--------------> Realne szanse PISu w wyborach. Diagnoza sytuacji politycznej. Prognoza. Zapraszam do dyskusji.
--------------> Koniecznie przeczytaj przed obstawianiem wyników w wyborach parlamentarnych 2023.
Od wielu wielu lat bardzo uważnie śledzę polską politykę, dlatego też postanowiłem się podzielić moimi prognozami i tym co udało mi się zaobserwować na przestrzeni lat. Staram się obiektywnie patrzeć zawsze na to co się dzieje.

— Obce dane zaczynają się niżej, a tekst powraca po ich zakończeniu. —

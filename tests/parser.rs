mod common;

use coolbril::ast::{self, BinOpKind, Expr, Feature, UnOpKind};
use coolbril::parse::token::{Symbol, TokenValue};
use coolbril::parse::{LexerErrorKind, ParserError};
use coolbril::util::slice_formatter;
use pretty_assertions::assert_eq;

use self::common::{lex, parse, try_parse};

/// Renders an expression as an s-expression to make the tree shape easy to compare.
fn render(expr: &Expr<'_>) -> String {
    fn bin_op(op: BinOpKind) -> &'static str {
        match op {
            BinOpKind::Add => "+",
            BinOpKind::Subtract => "-",
            BinOpKind::Multiply => "*",
            BinOpKind::Divide => "/",
            BinOpKind::LessThan => "<",
            BinOpKind::LessEquals => "<=",
            BinOpKind::Equals => "=",
        }
    }

    fn un_op(op: UnOpKind) -> &'static str {
        match op {
            UnOpKind::IsVoid => "isvoid",
            UnOpKind::Complement => "~",
            UnOpKind::Not => "not",
        }
    }

    fn list(exprs: &[Box<Expr<'_>>]) -> String {
        exprs
            .iter()
            .map(|expr| render(expr))
            .collect::<Vec<_>>()
            .join(" ")
    }

    match expr {
        Expr::Assignment(e) => format!("(<- {} {})", e.name, render(&e.expr)),

        Expr::Call(e) => match &e.receiver {
            ast::Receiver::SelfType => format!("(call {} [{}])", e.method, list(&e.args)),
            ast::Receiver::Dynamic(object) => {
                format!("(call {}.{} [{}])", render(object), e.method, list(&e.args))
            }
            ast::Receiver::Static { object, ty } => format!(
                "(call {}@{}.{} [{}])",
                render(object),
                ty,
                e.method,
                list(&e.args)
            ),
        },

        Expr::If(e) => format!(
            "(if {} {} {})",
            render(&e.antecedent),
            render(&e.consequent),
            render(&e.alternative)
        ),

        Expr::While(e) => format!("(while {} {})", render(&e.condition), render(&e.body)),
        Expr::Block(e) => format!("{{{}}}", list(&e.body)),

        Expr::Let(e) => {
            let bindings = e
                .bindings
                .iter()
                .map(|binding| match &binding.init {
                    Some(init) => format!("{}: {} {}", binding.name, binding.ty, render(init)),
                    None => format!("{}: {}", binding.name, binding.ty),
                })
                .collect::<Vec<_>>()
                .join(", ");

            format!("(let [{}] {})", bindings, render(&e.expr))
        }

        Expr::Case(e) => {
            let arms = e
                .arms
                .iter()
                .map(|arm| format!("{}: {} => {}", arm.name, arm.ty, render(&arm.expr)))
                .collect::<Vec<_>>()
                .join(", ");

            format!("(case {} [{}])", render(&e.scrutinee), arms)
        }

        Expr::New(e) => format!("(new {})", e.ty),
        Expr::BinOp(e) => format!("({} {} {})", bin_op(e.op), render(&e.lhs), render(&e.rhs)),
        Expr::UnOp(e) => format!("({} {})", un_op(e.op), render(&e.expr)),
        Expr::Name(e) => e.0.to_string(),
        Expr::Group(e) => format!("[{}]", render(&e.expr)),
        Expr::Int(e) => e.0.value.to_string(),
        Expr::String(e) => format!("{:?}", slice_formatter(&e.0.value).to_string()),
        Expr::Bool(e) => e.0.value.to_string(),
    }
}

/// Parses `expr` as the body of a method and renders it.
fn render_body(expr: &str) -> String {
    let classes = parse(&format!("class Main {{ main() : Object {{ {} }}; }};", expr));
    let method = classes[0].methods().next().unwrap();

    render(&method.body)
}

fn ident(name: &str) -> TokenValue<'static> {
    TokenValue::Ident(name.as_bytes().to_vec().into())
}

fn string(value: &[u8]) -> TokenValue<'static> {
    TokenValue::String(value.to_vec().into())
}

#[test]
fn test_lex_class_header() {
    assert_eq!(
        lex("class Main inherits IO {"),
        vec![
            Ok(TokenValue::Symbol(Symbol::Class)),
            Ok(ident("Main")),
            Ok(TokenValue::Symbol(Symbol::Inherits)),
            Ok(ident("IO")),
            Ok(TokenValue::Symbol(Symbol::BraceLeft)),
            Ok(TokenValue::Eof),
        ]
    );
}

#[test]
fn test_lex_keywords_are_case_insensitive() {
    assert_eq!(
        lex("CLASS If tHeN True tRUE false"),
        vec![
            Ok(TokenValue::Symbol(Symbol::Class)),
            Ok(TokenValue::Symbol(Symbol::If)),
            Ok(TokenValue::Symbol(Symbol::Then)),
            Ok(ident("True")),
            Ok(TokenValue::Symbol(Symbol::True)),
            Ok(TokenValue::Symbol(Symbol::False)),
            Ok(TokenValue::Eof),
        ]
    );
}

#[test]
fn test_lex_longest_operator_wins() {
    assert_eq!(
        lex("a <- b <= c < d => e"),
        vec![
            Ok(ident("a")),
            Ok(TokenValue::Symbol(Symbol::ArrowLeft)),
            Ok(ident("b")),
            Ok(TokenValue::Symbol(Symbol::LessEquals)),
            Ok(ident("c")),
            Ok(TokenValue::Symbol(Symbol::Less)),
            Ok(ident("d")),
            Ok(TokenValue::Symbol(Symbol::Implies)),
            Ok(ident("e")),
            Ok(TokenValue::Eof),
        ]
    );
}

#[test]
fn test_lex_comments() {
    assert_eq!(
        lex("1 -- line comment\n(* block (* nested *) comment *) 2"),
        vec![
            Ok(TokenValue::Int(1)),
            Ok(TokenValue::Int(2)),
            Ok(TokenValue::Eof),
        ]
    );
}

#[test]
fn test_lex_string_escapes() {
    assert_eq!(
        lex(r#""plain" "tab\there" "quote\"d" "\c""#),
        vec![
            Ok(string(b"plain")),
            Ok(string(b"tab\there")),
            Ok(string(b"quote\"d")),
            Ok(string(b"c")),
            Ok(TokenValue::Eof),
        ]
    );

    // an escaped line break is kept
    assert_eq!(
        lex("\"line\\\nbreak\""),
        vec![Ok(string(b"line\nbreak")), Ok(TokenValue::Eof)]
    );
}

#[test]
fn test_lex_errors() {
    assert_eq!(
        lex("1 (* never closed"),
        vec![
            Ok(TokenValue::Int(1)),
            Err(LexerErrorKind::UnterminatedComment),
        ]
    );

    assert_eq!(
        lex("\"nul\0byte\""),
        vec![Err(LexerErrorKind::UnrecognizedCharacter(b'\0'))]
    );

    assert_eq!(
        lex("\"no closing quote"),
        vec![Err(LexerErrorKind::UnterminatedString)]
    );

    assert_eq!(
        lex("\"line\nbreak\""),
        vec![Err(LexerErrorKind::UnterminatedString)]
    );

    assert_eq!(
        lex("x # y"),
        vec![
            Ok(ident("x")),
            Err(LexerErrorKind::UnrecognizedCharacter(b'#')),
        ]
    );

    assert_eq!(
        lex("99999999999999999999"),
        vec![Err(LexerErrorKind::NumberTooLarge)]
    );
}

#[test]
fn test_parse_classes() {
    let classes = parse(
        "class A { x : Int <- 1; get() : Int { x }; };
         class B inherits A { set(v : Int, w : Bool) : SELF_TYPE { self }; };",
    );

    assert_eq!(classes.len(), 2);
    assert_eq!(classes[0].name.to_string(), "A");
    assert!(classes[0].inherits.is_none());
    assert_eq!(classes[1].inherits.as_ref().unwrap().to_string(), "A");

    let Feature::Field(field) = &classes[0].features[0] else { panic!("expected a field") };
    assert_eq!(field.0.name.to_string(), "x");
    assert_eq!(field.0.ty.to_string(), "Int");
    assert_eq!(render(field.0.init.as_ref().unwrap()), "1");

    let method = classes[1].methods().next().unwrap();
    let params = method
        .params
        .iter()
        .map(|formal| format!("{}: {}", formal.name, formal.ty))
        .collect::<Vec<_>>();
    assert_eq!(params, ["v: Int", "w: Bool"]);
    assert!(method.return_ty.is_self_type());
}

#[test]
fn test_parse_empty_class() {
    let classes = parse("class A {};");

    assert!(classes[0].features.is_empty());
}

#[test]
fn test_parse_arith_precedence() {
    assert_eq!(render_body("1 + 2 * 3 - 4 / 5"), "(- (+ 1 (* 2 3)) (/ 4 5))");
    assert_eq!(render_body("(1 + 2) * 3"), "(* [(+ 1 2)] 3)");
    assert_eq!(render_body("~1 + 2"), "(+ (~ 1) 2)");
    assert_eq!(render_body("isvoid x + 1"), "(+ (isvoid x) 1)");
}

#[test]
fn test_parse_comparison_and_not() {
    assert_eq!(render_body("not 1 + 2 < 3"), "(not (< (+ 1 2) 3))");
    assert_eq!(render_body("a <= b"), "(<= a b)");
    assert_eq!(render_body("a = b + 1"), "(= a (+ b 1))");
}

#[test]
fn test_parse_comparisons_do_not_chain() {
    assert!(matches!(
        try_parse("chain.cl", b"class A { f() : Bool { 1 < 2 < 3 }; };"),
        Err(ParserError::UnexpectedToken { .. })
    ));

    assert!(matches!(
        try_parse("not_operand.cl", b"class A { f() : Int { 1 + not x }; };"),
        Err(ParserError::UnexpectedToken { .. })
    ));

    assert_eq!(render_body("not not a = b"), "(not (not (= a b)))");
    assert_eq!(render_body("isvoid ~x * 2"), "(* (isvoid (~ x)) 2)");

    assert!(matches!(
        try_parse("compl_operand.cl", b"class A { f() : Int { ~isvoid x }; };"),
        Err(ParserError::UnexpectedToken { .. })
    ));
}

#[test]
fn test_parse_assignment_is_right_associative() {
    assert_eq!(render_body("a <- b <- 1 + 2"), "(<- a (<- b (+ 1 2)))");
}

#[test]
fn test_parse_dispatch_chain() {
    assert_eq!(
        render_body("f(1).g()@A.h(x, y)"),
        "(call (call (call f [1]).g [])@A.h [x y])"
    );
}

#[test]
fn test_parse_let() {
    assert_eq!(
        render_body("let x : Int <- 1, y : Bool in x"),
        "(let [x: Int 1, y: Bool] x)"
    );

    // the body of a let extends as far as possible
    assert_eq!(
        render_body("let x : Int in x + 1"),
        "(let [x: Int] (+ x 1))"
    );
}

#[test]
fn test_parse_control_flow() {
    assert_eq!(
        render_body("if a < b then { a; b; } else while c loop d pool fi"),
        "(if (< a b) {a b} (while c d))"
    );

    assert_eq!(
        render_body("case x of i : Int => i; o : Object => 0; esac"),
        "(case x [i: Int => i, o: Object => 0])"
    );

    assert_eq!(render_body("new Foo"), "(new Foo)");
    assert_eq!(render_body("\"hi\""), "\"hi\"");
    assert_eq!(render_body("true"), "true");
}

#[test]
fn test_parse_errors() {
    assert!(matches!(
        try_parse("empty.cl", b""),
        Err(ParserError::UnexpectedToken { .. })
    ));

    assert!(matches!(
        try_parse("missing_semicolon.cl", b"class A {}"),
        Err(ParserError::UnexpectedToken { .. })
    ));

    assert!(matches!(
        try_parse("uppercased_name.cl", b"class A { X : Int; };"),
        Err(ParserError::UppercasedName(_))
    ));

    assert!(matches!(
        try_parse("lowercased_ty_name.cl", b"class a {};"),
        Err(ParserError::LowercasedTyName(_))
    ));

    assert!(matches!(
        try_parse("empty_block.cl", b"class A { f() : Int { {} }; };"),
        Err(ParserError::UnexpectedToken { .. })
    ));

    assert!(matches!(
        try_parse("lexer_error.cl", b"class A { f() : Int { 1 # 2 }; };"),
        Err(ParserError::LexerError(_))
    ));
}

fn nested_parens(depth: usize) -> String {
    format!(
        "class A {{ f() : Int {{ {}1{} }}; }};",
        "(".repeat(depth),
        ")".repeat(depth),
    )
}

#[test]
fn test_parse_recursion_limit() {
    // the method body itself takes one level out of 32
    assert!(try_parse("shallow.cl", nested_parens(31).as_bytes()).is_ok());

    for depth in [32, 1000] {
        assert!(matches!(
            try_parse("deep.cl", nested_parens(depth).as_bytes()),
            Err(ParserError::RecursionLimit(_))
        ));
    }

    let complements = format!("class A {{ f() : Int {{ {}1 }}; }};", "~".repeat(1000));
    assert!(matches!(
        try_parse("complements.cl", complements.as_bytes()),
        Err(ParserError::RecursionLimit(_))
    ));
}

Moje pierwsze spostrzeżenie odnośnie mediów:
Media - Nie wiem czy to jest trend ogólnoświatowy bo nie śledzę miediów zagranicznych, więc będę pisał tylko o Polsce. Niestety w Polsce mamy pseudomedia, które cechują się brakiem obiektywizmu dziennikarskiego i które narzucają swój punkt widzenia. Zamiast podawać suche informacje to media podawają nam własną ocene o tych informacjach, co jest patologią ponieważ to my jako widzowie powinniśmy wyrabiać sobie własne zdanie. Tylko polsat i interia(jako jedni z większych graczy) od czasu gdy rządzi pis unikają narzucania własnych poglądów widzom. Poziom zadawanych pytan, obiektywizm zapraszanych ekspertów, jak i sam obiektywizm pseudodziennikarzy jest zerowy. Chyba wszyscy wiemy o jakich dwóch stacjach jest mowa. Abstrahując zupełnie od tego z drugiej jednak strony dzięki czerwonej telewizji od 2015 pojawiło się w przestrzeni publicznej coś czego wcześniej nigdy nie było, czyli pluralizm medialny. Informacyjna bariera ochronna ze wszystkich stron chroniąca partię rządzącą przed 2015, a wyśmiewająca opozycję to była norma. Pamiętam to doskonale. Dziś, co by nie mówić o wadach, mamy tak ze czerwona telewizja nawala w opozycje, a niebieska telewizja nawala w rząd. Mamy chyba najbardziej spluralizowany system medialny w Europie. Przed 2015 wszystkie siły był skierowane przeciwko opozycji. Mówcie co chcecie, ale takie są fakty. Zwolennik opozycji powie: no dobrze ale czerwona telewizja nawala w opozycje z publicznych pieniedzy. Odpowiadam: Co za różnica czy publiczne czy prywatne pieniądze piorą mózgi ludziom? Czyli jak prywatne pieniądze piorą mózgi ludziom wtedy jest wszytsko ok? Przede wszystkim chodzi o zachowanie pluralizmu medialnego. Oczywiście to nie jest pochwała tylo stwierdzenie pewnych faktów - przypominam, że nawalanie przez media w opozycje czy rząd to jest, jak już wyżej wspomnialem, okraszanie suchych faktów swoimi ocenami. To jest patologia. To są właśnie pseudomedia. To nie ma nic wspólnego z obiektwizmem dziennikarskim. Obiektywizm powinien być naczelną zasadą każdego medium.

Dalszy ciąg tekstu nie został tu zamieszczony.